2. Continue to promote whole of system approach (to de-silo) while focusing on person-centered care; the needs of marginalized groups (i.e. a focus on social inclusion); and the use of population health evidence to inform PHC policy; and

3. For the PHC SIG to be responsive to changing political and social priorities to develop timely and supportive policy responses.

Outcomes 2013-2014

The financial year started with a pre National PHAA Conference workshop that focussed on promoting social inclusion as a core component of primary health care. The workshop was a collaboration with the Health Promotion SIG and was held at Deakin University, Melbourne, on Sunday 15 September. It was well attended with (42 participants) and the evaluation of this event indicated high levels of satisfaction with regard to meeting learning objectives and connecting with other people in PHC sectors.

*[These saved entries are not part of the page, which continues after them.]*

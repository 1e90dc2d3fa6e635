//! Command-line front end for chess sessions.
//!
//! Games live in a SQLite database, keyed by a scope and a name, and are
//! addressed by name within the current scope.

mod commands;
mod config;
mod store;

use std::path::PathBuf;

use anyhow::Context;
use clap::{Parser, Subcommand};
use commands::App;
use config::ChessConfig;
use store::Store;
use tracing_subscriber::EnvFilter;

#[derive(Parser)]
#[command(name = "chess-cli")]
#[command(about = "Play chess games stored in a local database")]
struct Cli {
    /// Group of games to work in
    #[arg(short, long, default_value = "default")]
    scope: String,

    /// SQLite database, overriding the configured one
    #[arg(long)]
    db: Option<PathBuf>,

    /// Configuration file
    #[arg(long)]
    config: Option<PathBuf>,

    #[command(subcommand)]
    command: Commands,
}

#[derive(Subcommand)]
enum Commands {
    /// Start a game; you play Black and your opponent moves first
    Start {
        /// Your player name
        me: String,
        /// Opponent's player name
        opponent: String,
        /// Game name, made unique within the scope
        #[arg(short, long)]
        name: Option<String>,
        /// Variant tag: standard, chess960 or chess960:<n>
        #[arg(short, long)]
        variant: Option<String>,
    },
    /// Make a move in Standard Algebraic Notation
    Move {
        game: String,
        player: String,
        san: String,
    },
    /// Resign a game
    Resign { game: String, player: String },
    /// Draw related commands
    Draw {
        #[command(subcommand)]
        command: DrawCommands,
    },
    /// List games
    List {
        /// Include every scope
        #[arg(short, long)]
        all: bool,
    },
    /// Write the board of a game as PNG
    Show {
        game: String,
        /// Output file
        #[arg(short, long, default_value = "board.png")]
        out: PathBuf,
    },
}

#[derive(Subcommand)]
enum DrawCommands {
    /// Claim a draw: "Fifty moves" or "Threefold repetition"
    Claim {
        game: String,
        player: String,
        reason: String,
    },
    /// End the game as a draw both players agreed to
    Agree {
        game: String,
        player: String,
        opponent: String,
    },
}

fn main() -> anyhow::Result<()> {
    tracing_subscriber::fmt()
        .with_env_filter(EnvFilter::from_default_env())
        .with_writer(std::io::stderr)
        .init();
    let cli = Cli::parse();

    let config = match &cli.config {
        Some(path) => ChessConfig::load_from(path),
        None => ChessConfig::load(),
    }
    .context("loading configuration")?;
    let db = cli.db.unwrap_or_else(|| config.database.clone());
    tracing::debug!("Database: {:?}", db);
    let store = Store::open(&db).with_context(|| format!("opening {}", db.display()))?;

    let app = App {
        store,
        config,
        scope: cli.scope,
    };

    let output = match cli.command {
        Commands::Start {
            me,
            opponent,
            name,
            variant,
        } => app.start(&me, &opponent, name.as_deref(), variant.as_deref()),
        Commands::Move { game, player, san } => app.play(&game, &player, &san),
        Commands::Resign { game, player } => app.resign(&game, &player),
        Commands::Draw { command } => match command {
            DrawCommands::Claim {
                game,
                player,
                reason,
            } => app.claim_draw(&game, &player, &reason),
            DrawCommands::Agree {
                game,
                player,
                opponent,
            } => app.agree_draw(&game, &player, &opponent),
        },
        Commands::List { all } => app.list(all),
        Commands::Show { game, out } => app.show(&game, &out),
    }?;

    println!("{}", output);
    Ok(())
}
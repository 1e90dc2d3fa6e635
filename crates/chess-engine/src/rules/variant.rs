//! Variant tags and their rule configuration.

use std::fmt;

use rand::Rng;
use thiserror::Error;

use super::chess960::{chess960_position, CHESS960_SETUPS, STANDARD_SETUP};
use super::{RuleConfig, RuleSet};
use crate::Position;

/// Error returned for a variant tag the engine does not know.
#[derive(Debug, Clone, PartialEq, Eq, Error)]
#[error("unknown variant '{0}'")]
pub struct VariantError(pub String);

/// A supported rule variant.
///
/// Tags: `standard` (also `chess` or no tag), `chess960` for a random
/// starting array and `chess960:<n>` for Scharnagl setup `n`.
#[derive(Debug, Clone, Copy, PartialEq, Eq, Hash, Default)]
pub enum Variant {
    #[default]
    Standard,
    Chess960 { setup: u16 },
}

impl Variant {
    /// Resolves a variant tag, drawing a random array for a bare `chess960`.
    pub fn from_tag(tag: Option<&str>) -> Result<Self, VariantError> {
        let Some(raw) = tag else {
            return Ok(Variant::Standard);
        };
        let normalized = raw.trim().to_ascii_lowercase();

        match normalized.as_str() {
            "" | "standard" | "chess" => Ok(Variant::Standard),
            "chess960" | "960" | "fischerrandom" => Ok(Variant::Chess960 {
                setup: rand::thread_rng().gen_range(0..CHESS960_SETUPS),
            }),
            other => other
                .strip_prefix("chess960:")
                .and_then(|n| n.parse::<u16>().ok())
                .filter(|&setup| setup < CHESS960_SETUPS)
                .map(|setup| Variant::Chess960 { setup })
                .ok_or_else(|| VariantError(raw.to_string())),
        }
    }

    /// Returns the canonical tag, which [`Variant::from_tag`] maps back to
    /// this exact variant.
    pub fn tag(&self) -> String {
        self.to_string()
    }

    /// Returns true for the standard starting array, including Chess960
    /// setup 518.
    pub fn has_standard_array(&self) -> bool {
        match self {
            Variant::Standard => true,
            Variant::Chess960 { setup } => *setup == STANDARD_SETUP,
        }
    }
}

impl fmt::Display for Variant {
    fn fmt(&self, f: &mut fmt::Formatter<'_>) -> fmt::Result {
        match self {
            Variant::Standard => write!(f, "standard"),
            Variant::Chess960 { setup } => write!(f, "chess960:{}", setup),
        }
    }
}

impl RuleSet for Variant {
    fn initial_position(&self) -> Position {
        match self {
            Variant::Standard => Position::startpos(),
            Variant::Chess960 { setup } => {
                chess960_position(*setup).unwrap_or_else(Position::startpos)
            }
        }
    }

    fn config(&self) -> RuleConfig {
        RuleConfig::default()
    }
}
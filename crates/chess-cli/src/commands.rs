//! Command handlers. Each returns the text to print.

use std::fmt::Write;
use std::path::Path;

use anyhow::{bail, Context, Result};
use chess_session::{DrawClaim, PlayerId, Session};

use crate::config::ChessConfig;
use crate::store::{Store, DEFAULT_GAME_NAME};

/// A store bound to one scope.
pub struct App {
    pub store: Store,
    pub config: ChessConfig,
    pub scope: String,
}

impl App {
    /// Starts a game. The starting player takes Black and the opponent
    /// White, so the invited player moves first.
    pub fn start(
        &self,
        me: &str,
        opponent: &str,
        name: Option<&str>,
        variant: Option<&str>,
    ) -> Result<String> {
        let variant = variant.or(self.config.default_variant.as_deref());
        let session = Session::new(opponent, me, variant)?;
        let name = self
            .store
            .insert(&self.scope, name.unwrap_or(DEFAULT_GAME_NAME), &session)?;
        tracing::info!("Started {}/{} ({})", self.scope, name, session.variant_tag());

        Ok(format!(
            "Game: {}\nType: {}\n{} (White) moves first against {} (Black)",
            name,
            session.variant_tag(),
            session.white(),
            session.black()
        ))
    }

    pub fn play(&self, game: &str, player: &str, san: &str) -> Result<String> {
        let mut session = self.store.load(&self.scope, game)?;
        let outcome = session.move_piece(&PlayerId::new(player), san)?;

        let mut out = format!("Game: {}\n{}", game, outcome.summary);
        if outcome.game_over {
            self.finish(game, &session, &mut out)?;
            return Ok(out);
        }
        self.store.save(&self.scope, game, &session)?;

        let turn = session.turn();
        write!(out, "\nNext: {} ({})", turn.player, turn.color)?;
        let claims: Vec<String> = DrawClaim::ALL
            .into_iter()
            .filter(|claim| session.can_claim(*claim))
            .map(|claim| format!("\"{}\"", claim))
            .collect();
        if !claims.is_empty() {
            write!(
                out,
                "\nA draw can be claimed with `draw claim {} <player>` and {}",
                game,
                claims.join(" or ")
            )?;
        }
        Ok(out)
    }

    pub fn resign(&self, game: &str, player: &str) -> Result<String> {
        let mut session = self.store.load(&self.scope, game)?;
        session.resign(&PlayerId::new(player))?;
        let mut out = format!("Game: {}\n{} resigned", game, player);
        self.finish(game, &session, &mut out)?;
        Ok(out)
    }

    pub fn claim_draw(&self, game: &str, player: &str, reason: &str) -> Result<String> {
        let mut session = self.store.load(&self.scope, game)?;
        if session.color_of(&PlayerId::new(player)).is_none() {
            bail!("{} is not playing {}", player, game);
        }
        let claim: DrawClaim = reason.parse()?;
        session.claim_draw(claim)?;
        let mut out = format!("Game: {}\nDraw! {}", game, claim);
        self.finish(game, &session, &mut out)?;
        Ok(out)
    }

    /// Ends the game as a draw once both players have agreed.
    pub fn agree_draw(&self, game: &str, player: &str, opponent: &str) -> Result<String> {
        let mut session = self.store.load(&self.scope, game)?;
        let (player, opponent) = (PlayerId::new(player), PlayerId::new(opponent));
        match (session.color_of(&player), session.color_of(&opponent)) {
            (Some(a), Some(b)) if a != b => {}
            _ => bail!("both players of {} must agree to a draw", game),
        }
        session.agree_draw()?;
        let mut out = format!("Game: {}\nDraw accepted", game);
        self.finish(game, &session, &mut out)?;
        Ok(out)
    }

    pub fn list(&self, all: bool) -> Result<String> {
        let games = self
            .store
            .list((!all).then_some(self.scope.as_str()))?;
        if games.is_empty() {
            return Ok("No games available, start one with `start`".to_string());
        }

        let mut out = String::new();
        for (i, game) in games.iter().enumerate() {
            write!(out, "#{} {}/{}", i + 1, game.scope, game.name)?;
            match &game.session {
                Ok(session) => write!(
                    out,
                    "\n  Black: {}\n  White: {}\n  Total moves: {}\n  Type: {}\n",
                    session.black(),
                    session.white(),
                    session.total_moves(),
                    session.variant_tag()
                )?,
                Err(e) => writeln!(out, "\n  unreadable: {}", e)?,
            }
        }
        Ok(out.trim_end().to_string())
    }

    /// Writes the board of `game` as PNG to `out`.
    pub fn show(&self, game: &str, out: &Path) -> Result<String> {
        let session = self.store.load(&self.scope, game)?;
        let png = session.render_image_with(&self.config.render)?;
        std::fs::write(out, png).with_context(|| format!("writing {}", out.display()))?;

        let turn = session.turn();
        Ok(format!(
            "Game: {}\n{}\nTo move: {} ({})\nBoard written to {}",
            game,
            session.fen(),
            turn.player,
            turn.color,
            out.display()
        ))
    }

    /// Removes a finished game and reports the result.
    fn finish(&self, game: &str, session: &Session, out: &mut String) -> Result<()> {
        self.store.remove(&self.scope, game)?;
        write!(out, "\nGame over: {}", session.state())?;
        if let Some(winner) = session.winner() {
            write!(out, "\n{} has won!", winner)?;
        }
        Ok(())
    }
}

In the first half of 2014 the PHC SIG provided a response to the Medicare Locals Review, had an article published in Croakey in response to the proposed $7 GP co-payment and had began working with the Australian Medicare Local Alliance and the National Rural Health Alliance as part of meeting our goal of being responsive to emerging political and social priorities in the PHC sector.

Two PHCSIG policies were up for review this year (the Primary health care policy and the Gambling and health policy). These policies have been the main focus of work for the PHC SIG and required active involvement of SIG members, collaboration with Health Promotion SIG and Mental Health Sig and external stakeholders to update the policies; ensure they reflected the current evidence base and Australian health context and provided a platform to formulate and implement joint advocacy work around these two policy topic areas in the future. In March 2014 a gambling and health forum was convened at Deakin University. A wide range of gambling and health experts participated in the forum and provided invaluable assistance in refining the gambling and health policy.

Jo Walker has continued to represent the PHAA on the Australian Health Care Reform Alliance (AHCRA) Executive Committee for whom PHC plays a significant role. During the 2013 Federal Election campaign, AHCRA was quoted in the media in relation to health consumers’ out-of-pocket expenses and the current and future roles of Medicare Locals. Jo also represented PHC issues as part of the AHCRA delegation on several visits to meet with and discuss health reform issues with politicians at parliament house throughout 2013/2014.

The PHC SIG Convenors have continued with the welcome letters to all new members and regularly tweeting through @phcsig. The biannual newsletter continues to receive positive feedback and thanks go to the newsletter working group: Joanne Sahdeo, David Lim, Shalomie Kiruba Shadrach, Jo Walker Rachel Tham, Jacqui Allen and all those who contributed articles throughout the year. We believe the newsletter is a testament to the diversity and commitment of Australian Primary Health Care consumers, service providers and academics.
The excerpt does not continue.